Sanghrajka is a surname which originated in India and belongs to Jain families. The name has its origins primarily in a small village called Jhar in Kathiawar, District Amreli, State Gujarat in India. The Sanghrajka families migrated from Jhar to various towns in Gujarat, including Rajkot, Dhari, and Amreli. They also moved to cities in Maharashtra such as Mumbai, Pune, Nashik, as well as other major cities across India.

It is believed that the surname was bestowed upon the family as an honour for the services provided by the family to the Jain ascetics (Sangh). Sanghrajka, simply means, those who take part in a Sangh i.e. procession.

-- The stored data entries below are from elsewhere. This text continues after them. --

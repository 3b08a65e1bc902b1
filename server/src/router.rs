//! Routes incoming chat lines to the dispatcher or a registered command
//! handler (spec §4.12).
//!
//! In scope: message dedup, mention detection with per-user cooldown,
//! and the built-in `!ask` command. Every other command (`!joke`, etc.)
//! is out of scope for this core (spec §1) but the router exposes
//! `register` so a host binary can plug one in against the same
//! dedup/cooldown machinery.

use std::collections::{HashMap, VecDeque};
use std::sync::Arc;

use async_trait::async_trait;
use parking_lot::Mutex;
use tokio::time::Instant;

use synapse_backends::Context;

use crate::bus::{Bus, BusMessage, TOPIC_CHAT_INBOUND, TOPIC_CHAT_OUTBOUND};
use crate::core::constants::{DEDUP_SET_SIZE, MAX_REPLY_LEN};
use crate::dispatcher::Dispatcher;
use crate::types::{ChatMessage, OutboundMessage};
use crate::utils::string::truncate_preview;

/// A pluggable out-of-scope command handler (spec §6 "Commands are
/// out-of-scope collaborators except `!ask`").
#[async_trait]
pub trait CommandHandler: Send + Sync {
    async fn handle(&self, args: &str, message: &ChatMessage) -> Option<String>;
}

struct DedupSet {
    seen: std::collections::HashSet<(String, String)>,
    order: VecDeque<(String, String)>,
}

impl DedupSet {
    fn new() -> Self {
        Self {
            seen: std::collections::HashSet::new(),
            order: VecDeque::new(),
        }
    }

    /// Returns `true` if `(user_id, text)` was already seen; records it
    /// either way.
    fn check_and_insert(&mut self, user_id: &str, text: &str) -> bool {
        let key = (user_id.to_string(), text.to_string());
        if self.seen.contains(&key) {
            return true;
        }
        self.seen.insert(key.clone());
        self.order.push_back(key);
        if self.order.len() > DEDUP_SET_SIZE {
            if let Some(old) = self.order.pop_front() {
                self.seen.remove(&old);
            }
        }
        false
    }
}

/// Routes `chat.inbound` messages (spec §4.12).
pub struct CommandRouter {
    bot_name: String,
    command_prefix: char,
    mention_cooldown_secs: u64,
    ask_cooldown_secs: u64,
    dispatcher: Arc<Dispatcher>,
    bus: Arc<Bus>,
    dedup: Mutex<DedupSet>,
    mention_cooldowns: Mutex<HashMap<String, Instant>>,
    ask_cooldowns: Mutex<HashMap<String, Instant>>,
    commands: Mutex<HashMap<String, Arc<dyn CommandHandler>>>,
}

impl CommandRouter {
    pub fn new(
        bot_name: impl Into<String>,
        command_prefix: char,
        mention_cooldown_secs: u64,
        ask_cooldown_secs: u64,
        dispatcher: Arc<Dispatcher>,
        bus: Arc<Bus>,
    ) -> Self {
        Self {
            bot_name: bot_name.into(),
            command_prefix,
            mention_cooldown_secs,
            ask_cooldown_secs,
            dispatcher,
            bus,
            dedup: Mutex::new(DedupSet::new()),
            mention_cooldowns: Mutex::new(HashMap::new()),
            ask_cooldowns: Mutex::new(HashMap::new()),
            commands: Mutex::new(HashMap::new()),
        }
    }

    /// Registers an out-of-scope command handler under `name` (without
    /// the command prefix).
    pub fn register(&self, name: impl Into<String>, handler: Arc<dyn CommandHandler>) {
        self.commands.lock().insert(name.into(), handler);
    }

    fn mentions_bot(&self, text_lower: &str) -> Option<String> {
        let at_form = format!("@{}", self.bot_name.to_lowercase());
        if let Some(pos) = text_lower.find(&at_form) {
            return Some(text_lower[pos + at_form.len()..].trim().to_string());
        }
        if text_lower.contains(&self.bot_name.to_lowercase()) {
            return Some(String::new());
        }
        None
    }

    fn on_cooldown(cooldowns: &Mutex<HashMap<String, Instant>>, user_id: &str, cooldown_secs: u64) -> bool {
        let mut g = cooldowns.lock();
        let now = Instant::now();
        if let Some(last) = g.get(user_id) {
            if now.duration_since(*last).as_secs() < cooldown_secs {
                return true;
            }
        }
        g.insert(user_id.to_string(), now);
        false
    }

    async fn reply(&self, message: &ChatMessage, text: String) {
        let clamped = truncate_preview(&text, MAX_REPLY_LEN);
        let outbound = OutboundMessage::new(message.channel.clone(), message.channel_id.clone(), clamped);
        self.bus.publish(TOPIC_CHAT_OUTBOUND, BusMessage::Outbound(outbound)).await;
    }

    /// Routes a single chat message (spec §4.12 "Routing algorithm"):
    /// 1. dedup on `(user_id, text)`.
    /// 2. `!ask <question>` -> dispatcher with `Context::Ask`, gated by
    ///    its own cooldown.
    /// 3. a registered command prefix -> that handler.
    /// 4. a mention of the bot name -> dispatcher with `Context::Mention`,
    ///    gated by the mention cooldown.
    /// 5. otherwise ignored.
    pub async fn route(&self, message: ChatMessage) {
        if self.dedup.lock().check_and_insert(&message.user_id, &message.text) {
            return;
        }

        let trimmed = message.text.trim();
        let lower = trimmed.to_lowercase();

        if let Some(rest) = lower.strip_prefix("!ask") {
            let question = trimmed[trimmed.len() - rest.len()..].trim();
            if question.is_empty() {
                return;
            }
            if Self::on_cooldown(&self.ask_cooldowns, &message.user_id, self.ask_cooldown_secs) {
                return;
            }
            if let Some(reply) = self.dispatcher.process(question, Context::Ask).await {
                self.reply(&message, reply).await;
            }
            return;
        }

        if let Some(rest) = trimmed.strip_prefix(self.command_prefix) {
            let mut parts = rest.splitn(2, char::is_whitespace);
            if let Some(name) = parts.next() {
                let handler = self.commands.lock().get(name).cloned();
                if let Some(handler) = handler {
                    let args = parts.next().unwrap_or("").trim();
                    if let Some(reply) = handler.handle(args, &message).await {
                        self.reply(&message, reply).await;
                    }
                    return;
                }
            }
        }

        if let Some(residual) = self.mentions_bot(&lower) {
            if Self::on_cooldown(&self.mention_cooldowns, &message.user_id, self.mention_cooldown_secs) {
                return;
            }
            let prompt = if residual.is_empty() { trimmed } else { &residual };
            if let Some(reply) = self.dispatcher.process(prompt, Context::Mention).await {
                self.reply(&message, reply).await;
            }
        }
    }

    /// Installs this router's subscription on `chat.inbound`.
    pub async fn install(self: Arc<Self>) {
        let router = self.clone();
        self.bus
            .subscribe(TOPIC_CHAT_INBOUND, "command_router", move |msg| {
                let router = router.clone();
                async move {
                    if let BusMessage::Chat(message) = msg {
                        router.route(message).await;
                    }
                    Ok(())
                }
            })
            .await;
    }
}

#[cfg(test)]
mod tests {
    use super::*;
    use crate::classifier::Classifier;
    use synapse_backends::ReflexBackend;

    fn make_message(user_id: &str, text: &str) -> ChatMessage {
        ChatMessage {
            channel: "chan".to_string(),
            channel_id: "1".to_string(),
            user_login: "user".to_string(),
            user_id: user_id.to_string(),
            text: text.to_string(),
            is_moderator: false,
            is_broadcaster: false,
            is_vip: false,
            badges: HashMap::new(),
            transport: "irc".to_string(),
        }
    }

    fn router() -> (Arc<CommandRouter>, Arc<Bus>) {
        let bus = Arc::new(Bus::new());
        let classifier = Classifier::new("!ask", vec!["hi".to_string()]);
        let backends: Vec<Arc<dyn synapse_backends::Backend>> = vec![Arc::new(ReflexBackend::new())];
        let dispatcher = Arc::new(Dispatcher::new(backends, classifier, 1.4, 3));
        let router = Arc::new(CommandRouter::new("synapsebot", '!', 15, 15, dispatcher, bus.clone()));
        (router, bus)
    }

    #[tokio::test]
    async fn ask_command_dispatches_with_ask_context() {
        let (router, bus) = router();
        let counter = Arc::new(std::sync::atomic::AtomicU64::new(0));
        let c = counter.clone();
        bus.subscribe(TOPIC_CHAT_OUTBOUND, "test", move |_msg| {
            let c = c.clone();
            async move {
                c.fetch_add(1, std::sync::atomic::Ordering::SeqCst);
                Ok(())
            }
        })
        .await;
        router.route(make_message("u1", "!ask what is rust")).await;
        bus.wait_all().await;
        assert_eq!(counter.load(std::sync::atomic::Ordering::SeqCst), 1);
    }

    #[tokio::test]
    async fn duplicate_message_is_ignored() {
        let (router, bus) = router();
        let counter = Arc::new(std::sync::atomic::AtomicU64::new(0));
        let c = counter.clone();
        bus.subscribe(TOPIC_CHAT_OUTBOUND, "test", move |_msg| {
            let c = c.clone();
            async move {
                c.fetch_add(1, std::sync::atomic::Ordering::SeqCst);
                Ok(())
            }
        })
        .await;
        router.route(make_message("u1", "!ask same question")).await;
        router.route(make_message("u1", "!ask same question")).await;
        bus.wait_all().await;
        assert_eq!(counter.load(std::sync::atomic::Ordering::SeqCst), 1);
    }

    #[tokio::test]
    async fn mention_triggers_dispatch_once_per_cooldown() {
        let (router, bus) = router();
        let counter = Arc::new(std::sync::atomic::AtomicU64::new(0));
        let c = counter.clone();
        bus.subscribe(TOPIC_CHAT_OUTBOUND, "test", move |_msg| {
            let c = c.clone();
            async move {
                c.fetch_add(1, std::sync::atomic::Ordering::SeqCst);
                Ok(())
            }
        })
        .await;
        router.route(make_message("u1", "@synapsebot how are you")).await;
        router.route(make_message("u1", "@synapsebot still there")).await;
        bus.wait_all().await;
        assert_eq!(counter.load(std::sync::atomic::Ordering::SeqCst), 1);
    }

    #[tokio::test]
    async fn unrelated_message_is_ignored() {
        let (router, bus) = router();
        let counter = Arc::new(std::sync::atomic::AtomicU64::new(0));
        let c = counter.clone();
        bus.subscribe(TOPIC_CHAT_OUTBOUND, "test", move |_msg| {
            let c = c.clone();
            async move {
                c.fetch_add(1, std::sync::atomic::Ordering::SeqCst);
                Ok(())
            }
        })
        .await;
        router.route(make_message("u1", "just chatting here")).await;
        bus.wait_all().await;
        assert_eq!(counter.load(std::sync::atomic::Ordering::SeqCst), 0);
    }

    #[tokio::test]
    async fn registered_command_handler_is_invoked() {
        struct Echo;
        #[async_trait]
        impl CommandHandler for Echo {
            async fn handle(&self, args: &str, _message: &ChatMessage) -> Option<String> {
                Some(format!("echo: {args}"))
            }
        }
        let (router, bus) = router();
        router.register("echo", Arc::new(Echo));
        let counter = Arc::new(std::sync::atomic::AtomicU64::new(0));
        let c = counter.clone();
        bus.subscribe(TOPIC_CHAT_OUTBOUND, "test", move |_msg| {
            let c = c.clone();
            async move {
                c.fetch_add(1, std::sync::atomic::Ordering::SeqCst);
                Ok(())
            }
        })
        .await;
        router.route(make_message("u1", "!echo hello")).await;
        bus.wait_all().await;
        assert_eq!(counter.load(std::sync::atomic::Ordering::SeqCst), 1);
    }
}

Sanghrajka worship Naga-devata - named Satrasia Bapa as Kuladevata and Khodiyar Maa as Kuldevi. The ancestral temple of snake-god, Sri Satsaria Bapa is located at Dhasa, Dhasa is a small city and railway junction in Botad District of Gujarat. The Temple of Khodiyar Maa seating on 'magar' (crocodile) her 'vahan' (vehicle) located at Rajpara, Bhavnagar, State Gujarat in India

In the 21st century, Sanghrajka families exist in many parts of India and countries like Kenya, United Kingdom, United States of America and Singapore.

There have been many notable people with the Sanghrajka name throughout history, however, perhaps the most famous is Miren Sanghrajka. He is a British man born in 2005 and his most notable achievement is becoming an IP.